Return all of the material, keeping each line exactly as it is.

• _THE DATA_:
________

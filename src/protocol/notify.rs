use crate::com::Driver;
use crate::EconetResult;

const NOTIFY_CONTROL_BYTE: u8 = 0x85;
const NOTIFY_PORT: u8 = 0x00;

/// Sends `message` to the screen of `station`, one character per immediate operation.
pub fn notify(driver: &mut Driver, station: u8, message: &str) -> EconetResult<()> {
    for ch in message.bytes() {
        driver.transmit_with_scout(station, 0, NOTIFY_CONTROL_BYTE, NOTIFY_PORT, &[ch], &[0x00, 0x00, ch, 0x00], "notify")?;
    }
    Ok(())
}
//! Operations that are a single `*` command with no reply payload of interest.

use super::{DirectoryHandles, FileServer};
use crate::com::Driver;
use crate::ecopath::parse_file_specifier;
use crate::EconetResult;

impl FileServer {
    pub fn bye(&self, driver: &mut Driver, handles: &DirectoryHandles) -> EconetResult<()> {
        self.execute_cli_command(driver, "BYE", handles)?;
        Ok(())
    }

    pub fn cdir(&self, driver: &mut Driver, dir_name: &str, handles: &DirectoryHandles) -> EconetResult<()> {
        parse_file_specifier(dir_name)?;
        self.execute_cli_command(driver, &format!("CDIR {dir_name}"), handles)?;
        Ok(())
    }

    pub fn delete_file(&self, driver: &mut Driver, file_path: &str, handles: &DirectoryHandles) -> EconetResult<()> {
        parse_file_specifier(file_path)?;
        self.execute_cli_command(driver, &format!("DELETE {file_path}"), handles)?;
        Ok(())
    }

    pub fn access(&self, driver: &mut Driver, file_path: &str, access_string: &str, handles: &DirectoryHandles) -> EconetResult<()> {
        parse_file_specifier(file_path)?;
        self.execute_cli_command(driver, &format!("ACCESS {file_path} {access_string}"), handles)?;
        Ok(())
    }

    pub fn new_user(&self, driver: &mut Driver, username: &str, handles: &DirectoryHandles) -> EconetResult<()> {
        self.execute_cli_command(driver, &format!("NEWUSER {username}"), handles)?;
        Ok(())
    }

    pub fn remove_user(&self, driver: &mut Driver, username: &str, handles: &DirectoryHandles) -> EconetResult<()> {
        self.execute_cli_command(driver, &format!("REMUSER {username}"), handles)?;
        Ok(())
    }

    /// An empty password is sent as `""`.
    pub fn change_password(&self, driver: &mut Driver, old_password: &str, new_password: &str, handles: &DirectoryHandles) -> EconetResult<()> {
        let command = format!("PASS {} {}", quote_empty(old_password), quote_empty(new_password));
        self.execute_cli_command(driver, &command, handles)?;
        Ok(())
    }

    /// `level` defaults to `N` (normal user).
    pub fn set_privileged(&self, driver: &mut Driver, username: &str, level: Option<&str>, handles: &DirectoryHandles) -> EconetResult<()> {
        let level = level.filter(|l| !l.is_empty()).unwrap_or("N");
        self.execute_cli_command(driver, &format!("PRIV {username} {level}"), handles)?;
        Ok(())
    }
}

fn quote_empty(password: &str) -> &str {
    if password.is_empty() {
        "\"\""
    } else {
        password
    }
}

________

• _TASK RESULT_:
filename src/protocol/notify.rs
use crate::com::Driver;
use crate::EconetResult;

const NOTIFY_CONTROL_BYTE: u8 = 0x85;
const NOTIFY_PORT: u8 = 0x00;

/// Sends `message` to the screen of `station`, one character per immediate operation.
pub fn notify(driver: &mut Driver, station: u8, message: &str) -> EconetResult<()> {
    for ch in message.bytes() {
        driver.transmit_with_scout(station, 0, NOTIFY_CONTROL_BYTE, NOTIFY_PORT, &[ch], &[0x00, 0x00, ch, 0x00], "notify")?;
    }
    Ok(())
}
//! Operations that are a single `*` command with no reply payload of interest.

use super::{DirectoryHandles, FileServer};
use crate::com::Driver;
use crate::ecopath::parse_file_specifier;
use crate::EconetResult;

impl FileServer {
    pub fn bye(&self, driver: &mut Driver, handles: &DirectoryHandles) -> EconetResult<()> {
        self.execute_cli_command(driver, "BYE", handles)?;
        Ok(())
    }

    pub fn cdir(&self, driver: &mut Driver, dir_name: &str, handles: &DirectoryHandles) -> EconetResult<()> {
        parse_file_specifier(dir_name)?;
        self.execute_cli_command(driver, &format!("CDIR {dir_name}"), handles)?;
        Ok(())
    }

    pub fn delete_file(&self, driver: &mut Driver, file_path: &str, handles: &DirectoryHandles) -> EconetResult<()> {
        parse_file_specifier(file_path)?;
        self.execute_cli_command(driver, &format!("DELETE {file_path}"), handles)?;
        Ok(())
    }

    pub fn access(&self, driver: &mut Driver, file_path: &str, access_string: &str, handles: &DirectoryHandles) -> EconetResult<()> {
        parse_file_specifier(file_path)?;
        self.execute_cli_command(driver, &format!("ACCESS {file_path} {access_string}"), handles)?;
        Ok(())
    }

    pub fn new_user(&self, driver: &mut Driver, username: &str, handles: &DirectoryHandles) -> EconetResult<()> {
        self.execute_cli_command(driver, &format!("NEWUSER {username}"), handles)?;
        Ok(())
    }

    pub fn remove_user(&self, driver: &mut Driver, username: &str, handles: &DirectoryHandles) -> EconetResult<()> {
        self.execute_cli_command(driver, &format!("REMUSER {username}"), handles)?;
        Ok(())
    }

    /// An empty password is sent as `""`.
    pub fn change_password(&self, driver: &mut Driver, old_password: &str, new_password: &str, handles: &DirectoryHandles) -> EconetResult<()> {
        let command = format!("PASS {} {}", quote_empty(old_password), quote_empty(new_password));
        self.execute_cli_command(driver, &command, handles)?;
        Ok(())
    }

    /// `level` defaults to `N` (normal user).
    pub fn set_privileged(&self, driver: &mut Driver, username: &str, level: Option<&str>, handles: &DirectoryHandles) -> EconetResult<()> {
        let level = level.filter(|l| !l.is_empty()).unwrap_or("N");
        self.execute_cli_command(driver, &format!("PRIV {username} {level}"), handles)?;
        Ok(())
    }
}

fn quote_empty(password: &str) -> &str {
    if password.is_empty() {
        "\"\""
    } else {
        password
    }
}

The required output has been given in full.